The key principle is physical Structures exhibit Phenomena:
S → P
Structures can be assembled in such as way that their component phenomena interact to achieve a specific, “higher level” (possibly surprising, and non-obvious) purpose/functionality. The most instructive and delightful examples of this would have to be the assemblies conceived and sketched by cartoonist Rube Goldberg…
…There is an important realization to make: the entire contraption can be regarded as an analog computer which displays (considers inputs, computes, and responds with) intelligent behavior. In that sense, the mechanism is the computer; in other words, physical structures can be engineered to compute.1Raghavachary, S. (2022). A Physical Structural Perspective of Intelligence. In: Klimov, V.V., Kelley, D.J. (eds) Biologically Inspired Cognitive Architectures 2021. BICA 2021. Studies in Computational Intelligence, vol 1032. Springer, Cham. https://doi.org/10.1007/978-3-030-96993-6_46
S → P also easily describes biological living entities, except they were not custom-built, they evolved. Intelligence is a life process aspect of survival. And it is composed of structures and their phenomena. “Structures manifest intelligence.”
And this natural intelligence exists at every “level” of cognitive architecture or bodily organization.
Which leads to his SPSH (Structured Physical System Hypothesis): “A structured physical system has the necessary and sufficient means for specific intelligent response.”
He provides some SPSH-compatible biomimetic AGI design principles, here are a few:
- Embrainment
- Field computation (“a model of computation that processes information represented as spatially continuous arrangements of continuous data.”2MacLennan, B. J. (1999). Field computation in natural and artificial intelligence. Information Sciences, 119(1-2), 73-89.)
- Analog hardware in addition to digital
- Genetic algorithms for architecture search
- Design for the “Umwelt“
- Homeostasis (I’ve mentioned this in Biomimetic Emotional Learning Agents and All Minds Are Real-Time Control Systems)
- Analyze the affordances (“affordances” being something I mention a lot in this blog, for instance: Mechanisms of Meaning, Walk Softly and Carry an Appropriately Sized Stick)
Distributed Maps

I mentioned in the previous post about Behavioral AI, and how in the 1980s and 1990s it may have been on the brink of the right direction. But the research largely faded out before it got too far. Perhaps those researchers barked up the wrong tree, but were in the right forest.

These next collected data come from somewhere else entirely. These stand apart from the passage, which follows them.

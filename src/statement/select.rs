use super::{OrderBy, Projection, Source, Statement};
use crate::ast::Expr;
use crate::serializer::{SqlBuilder, StatementType, ToSql};

/// `SELECT [DISTINCT] .. [FROM ..] [WHERE ..] [GROUP BY ..] [HAVING ..]
/// [ORDER BY ..] [LIMIT/OFFSET]`
#[derive(Debug, Clone, PartialEq, Default)]
pub struct SelectStatement {
    distinct: bool,
    projections: Vec<Projection>,
    from: Option<Source>,
    filter: Option<Expr>,
    group_by: Vec<Expr>,
    having: Option<Expr>,
    order_by: Vec<OrderBy>,
    limit: Option<u64>,
    offset: Option<u64>,
}

/// Start a SELECT. An empty projection list renders `*`.
pub fn select<P: Into<Projection>>(projections: impl IntoIterator<Item = P>) -> SelectStatement {
    SelectStatement {
        projections: projections.into_iter().map(Into::into).collect(),
        ..Default::default()
    }
}

impl SelectStatement {
    pub fn new() -> Self {
        Self::default()
    }

    /// Append one projection.
    pub fn column(mut self, projection: impl Into<Projection>) -> Self {
        self.projections.push(projection.into());
        self
    }

    pub fn distinct(mut self) -> Self {
        self.distinct = true;
        self
    }

    pub fn from(mut self, source: impl Into<Source>) -> Self {
        self.from = Some(source.into());
        self
    }

    /// Add a WHERE predicate. Repeated calls are combined with AND.
    pub fn filter(mut self, predicate: impl Into<Expr>) -> Self {
        self.filter = Some(match self.filter.take() {
            Some(existing) => existing.and(predicate),
            None => predicate.into(),
        });
        self
    }

    pub fn group_by<E: Into<Expr>>(mut self, exprs: impl IntoIterator<Item = E>) -> Self {
        self.group_by.extend(exprs.into_iter().map(Into::into));
        self
    }

    /// Add a HAVING predicate. Repeated calls are combined with AND.
    pub fn having(mut self, predicate: impl Into<Expr>) -> Self {
        self.having = Some(match self.having.take() {
            Some(existing) => existing.and(predicate),
            None => predicate.into(),
        });
        self
    }

    pub fn order_by(mut self, order: impl Into<OrderBy>) -> Self {
        self.order_by.push(order.into());
        self
    }

    pub fn limit(mut self, n: u64) -> Self {
        self.limit = Some(n);
        self
    }

    pub fn offset(mut self, n: u64) -> Self {
        self.offset = Some(n);
        self
    }

    /// Use this query as an aliased FROM source.
    pub fn as_source(self, alias: impl Into<String>) -> Source {
        Source::Subquery {
            query: Box::new(self),
            alias: alias.into(),
        }
    }

    /// Body shared by top-level and nested rendering. Children always see
    /// SELECT context, whatever statement encloses the sub-select.
    pub(crate) fn write_select(&self, out: &mut SqlBuilder<'_>) {
        let ctx = StatementType::Select;
        out.write("SELECT ");
        if self.distinct {
            out.write("DISTINCT ");
        }
        if self.projections.is_empty() {
            out.write("*");
        } else {
            out.write_list(&self.projections, ctx);
        }
        if let Some(from) = &self.from {
            out.write(" FROM ");
            from.serialize(ctx, out);
        }
        if let Some(filter) = &self.filter {
            out.write(" WHERE ");
            filter.serialize(ctx, out);
        }
        if !self.group_by.is_empty() {
            out.write(" GROUP BY ");
            out.write_list(&self.group_by, ctx);
        }
        if let Some(having) = &self.having {
            out.write(" HAVING ");
            having.serialize(ctx, out);
        }
        if !self.order_by.is_empty() {
            out.write(" ORDER BY ");
            out.write_list(&self.order_by, ctx);
        }
        let tail = out.dialect().limit_offset(self.limit, self.offset);
        out.write(&tail);
    }
}

impl Statement for SelectStatement {
    fn statement_type(&self) -> StatementType {
        StatementType::Select
    }

    fn write_sql(&self, out: &mut SqlBuilder<'_>) {
        self.write_select(out);
    }
}

#[cfg(test)]
mod tests {
    use super::*;
    use crate::ast::{Value, col, count_star, default_value, exists, text};
    use crate::dialect::{MYSQL, POSTGRES, SQLITE};
    use crate::error::SqlError;
    use crate::statement::table;

    #[test]
    fn test_select_star() {
        let q = select(Vec::<Expr>::new()).from(table("users")).build(&POSTGRES).unwrap();
        assert_eq!(q.sql, "SELECT * FROM users");
    }

    #[test]
    fn test_clause_order_is_fixed() {
        // builder calls deliberately out of order
        let q = SelectStatement::new()
            .limit(10)
            .order_by(col("name").asc())
            .filter(col("active").eq(true))
            .column(col("name"))
            .column(count_star().alias("n"))
            .group_by([col("name")])
            .having(count_star().gt(1))
            .from(table("users"))
            .offset(20)
            .build(&POSTGRES)
            .unwrap();
        assert_eq!(
            q.sql,
            "SELECT name, COUNT(*) AS n FROM users WHERE active = $1 GROUP BY name \
             HAVING COUNT(*) > $2 ORDER BY name ASC LIMIT 10 OFFSET 20"
        );
        assert_eq!(q.params, vec![Value::Bool(true), Value::Int(1)]);
    }

    #[test]
    fn test_filter_calls_combine() {
        let q = select([col("id")])
            .from(table("t"))
            .filter(col("a").eq(1))
            .filter(col("b").eq(2))
            .build(&SQLITE)
            .unwrap();
        assert_eq!(q.sql, "SELECT id FROM t WHERE a = ? AND b = ?");
    }

    #[test]
    fn test_offset_without_limit() {
        let base = select([col("id")]).from(table("t")).offset(5);
        assert_eq!(base.build(&POSTGRES).unwrap().sql, "SELECT id FROM t OFFSET 5");
        assert_eq!(
            base.build(&MYSQL).unwrap().sql,
            "SELECT id FROM t LIMIT 18446744073709551615 OFFSET 5"
        );
        assert_eq!(base.build(&SQLITE).unwrap().sql, "SELECT id FROM t LIMIT -1 OFFSET 5");
    }

    #[test]
    fn test_joins() {
        let source = table("users")
            .alias("u")
            .inner_join(table("orders").alias("o"), col("o.user_id").eq(col("u.id")))
            .left_join(table("refunds").alias("r"), col("r.order_id").eq(col("o.id")))
            .cross_join(table("regions"));
        let q = select([col("u.id")]).from(source).build(&POSTGRES).unwrap();
        assert_eq!(
            q.sql,
            "SELECT u.id FROM users AS u INNER JOIN orders AS o ON o.user_id = u.id \
             LEFT JOIN refunds AS r ON r.order_id = o.id CROSS JOIN regions"
        );
    }

    #[test]
    fn test_full_join_unsupported_on_mysql() {
        let q = select([col("a.id")]).from(table("a").full_join(table("b"), col("a.id").eq(col("b.id"))));
        assert!(q.build(&POSTGRES).is_ok());
        let err = q.build(&MYSQL).unwrap_err();
        assert!(matches!(
            err,
            SqlError::UnsupportedConstruct { ref construct, .. } if construct == "FULL JOIN"
        ));
    }

    #[test]
    fn test_subqueries() {
        let inner = select([col("user_id")]).from(table("orders")).filter(col("total").gt(100));
        let q = select([col("name")])
            .from(table("users"))
            .filter(col("id").in_subquery(inner.clone()))
            .filter(exists(inner.clone()))
            .build(&POSTGRES)
            .unwrap();
        assert_eq!(
            q.sql,
            "SELECT name FROM users WHERE id IN (SELECT user_id FROM orders WHERE total > $1) \
             AND EXISTS (SELECT user_id FROM orders WHERE total > $2)"
        );
        assert_eq!(q.params.len(), 2);

        let q = select(Vec::<Expr>::new())
            .from(inner.as_source("big"))
            .build(&MYSQL)
            .unwrap();
        assert_eq!(
            q.sql,
            "SELECT * FROM (SELECT user_id FROM orders WHERE total > ?) AS big"
        );
    }

    #[test]
    fn test_scalar_subquery_projection() {
        let count = select([count_star()]).from(table("orders")).filter(col("orders.user_id").eq(col("users.id")));
        let q = select([col("users.name").alias("name"), Expr::from(count).alias("orders")])
            .from(table("users"))
            .build(&POSTGRES)
            .unwrap();
        assert_eq!(
            q.sql,
            "SELECT users.name AS name, (SELECT COUNT(*) FROM orders WHERE orders.user_id = users.id) \
             AS orders FROM users"
        );
    }

    #[test]
    fn test_default_rejected_in_select() {
        let err = select([default_value()]).build(&POSTGRES).unwrap_err();
        assert_eq!(
            err.to_string(),
            "Unsupported construct in SELECT statement: DEFAULT"
        );
    }

    #[test]
    fn test_distinct_and_quoting() {
        let q = select([col("user.Name")])
            .distinct()
            .from(table("public.user"))
            .filter(col("user.Name").like(text("A%")))
            .build(&POSTGRES)
            .unwrap();
        assert_eq!(
            q.sql,
            "SELECT DISTINCT \"user\".\"Name\" FROM public.\"user\" WHERE \"user\".\"Name\" LIKE $1"
        );
    }
}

Barry Werger told me I should have mentioned Maja Mataric’s 1990 paper “Learning a distributed map representation based on navigation behaviors.”3Matarić, M.J., & Brooks, R.A. (1990). Learning a Distributed Map Representation Based on Navigation Behaviors. Proceedings, USA-Japan Symposium on Flexible Automation. And I agree, but I didn’t want to bloat the previous post so I saved it for this one.
Toto the mobile robot was programmed with the subsumption architecture. It had no central representation of the world, just temporary aspects distributed among its many parallel behaviors interacting with the world. But the robot could build a “map” through a kind of passive landmark detection as it wandered: “As the robot explores its environment, individual behaviors come to represent particular parts of the world, or landmarks.”

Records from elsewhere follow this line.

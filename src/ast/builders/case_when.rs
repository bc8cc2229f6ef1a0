//! CASE expression builder.
//!
//! `when` returns a [`CaseWhen`] that only offers `then`, so an arm without
//! a result does not compile.
//!
//! ```ignore
//! case()
//!     .when(col("score").gt_eq(90)).then(text("A"))
//!     .when(col("score").gt_eq(80)).then(text("B"))
//!     .otherwise(text("F"))
//!     .end()
//! ```

use crate::ast::{CaseExpr, Expr};

/// Searched CASE: `CASE WHEN cond THEN ...`
pub fn case() -> CaseBuilder {
    CaseBuilder {
        case: CaseExpr {
            subject: None,
            arms: Vec::new(),
            otherwise: None,
        },
    }
}

/// Simple CASE: `CASE subject WHEN value THEN ...`
pub fn case_of(subject: impl Into<Expr>) -> CaseBuilder {
    CaseBuilder {
        case: CaseExpr {
            subject: Some(subject.into()),
            arms: Vec::new(),
            otherwise: None,
        },
    }
}

#[derive(Debug, Clone)]
pub struct CaseBuilder {
    case: CaseExpr,
}

/// A WHEN waiting for its THEN.
#[derive(Debug, Clone)]
pub struct CaseWhen {
    case: CaseExpr,
    condition: Expr,
}

/// A CASE with its ELSE set; only `end` remains.
#[derive(Debug, Clone)]
pub struct CaseElse {
    case: CaseExpr,
}

impl CaseBuilder {
    pub fn when(self, condition: impl Into<Expr>) -> CaseWhen {
        CaseWhen {
            case: self.case,
            condition: condition.into(),
        }
    }

    pub fn otherwise(mut self, result: impl Into<Expr>) -> CaseElse {
        self.case.otherwise = Some(result.into());
        CaseElse { case: self.case }
    }

    pub fn end(self) -> Expr {
        Expr::Case(Box::new(self.case))
    }
}

impl CaseWhen {
    pub fn then(mut self, result: impl Into<Expr>) -> CaseBuilder {
        self.case.arms.push((self.condition, result.into()));
        CaseBuilder { case: self.case }
    }
}

impl CaseElse {
    pub fn end(self) -> Expr {
        Expr::Case(Box::new(self.case))
    }
}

What’s very cool about the Toto experiment from Mataric (and Rod Brooks) is it dealt with a technical implementation to add insight to arguments still going to this day in philosophy of mind and cognitive science:
- Are representations just a fiction we use to describe what it seems like minds are doing?
- Is there a basic scaffolding of the mind that’s totally non-representational?
- Is it a paradox to for a non-representational architecture to effectively do what we think representations would do?
- Does higher human (or any animal) thought require representations, or something similar that is emergent from a basic scaffolding?